Collected data entries
pub mod engine;
pub mod errors;
pub mod models;
pub mod services;
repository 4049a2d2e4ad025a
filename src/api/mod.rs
pub mod handlers;
pub mod models;
pub mod openapi;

* _Exercise_
Retype, exactly as shown, the lines from the one with "repository 4049a2d2e4ad025a" through the end of the records.

* _Expected answer_
repository 4049a2d2e4ad025a
filename src/api/mod.rs
pub mod handlers;
pub mod models;
pub mod openapi;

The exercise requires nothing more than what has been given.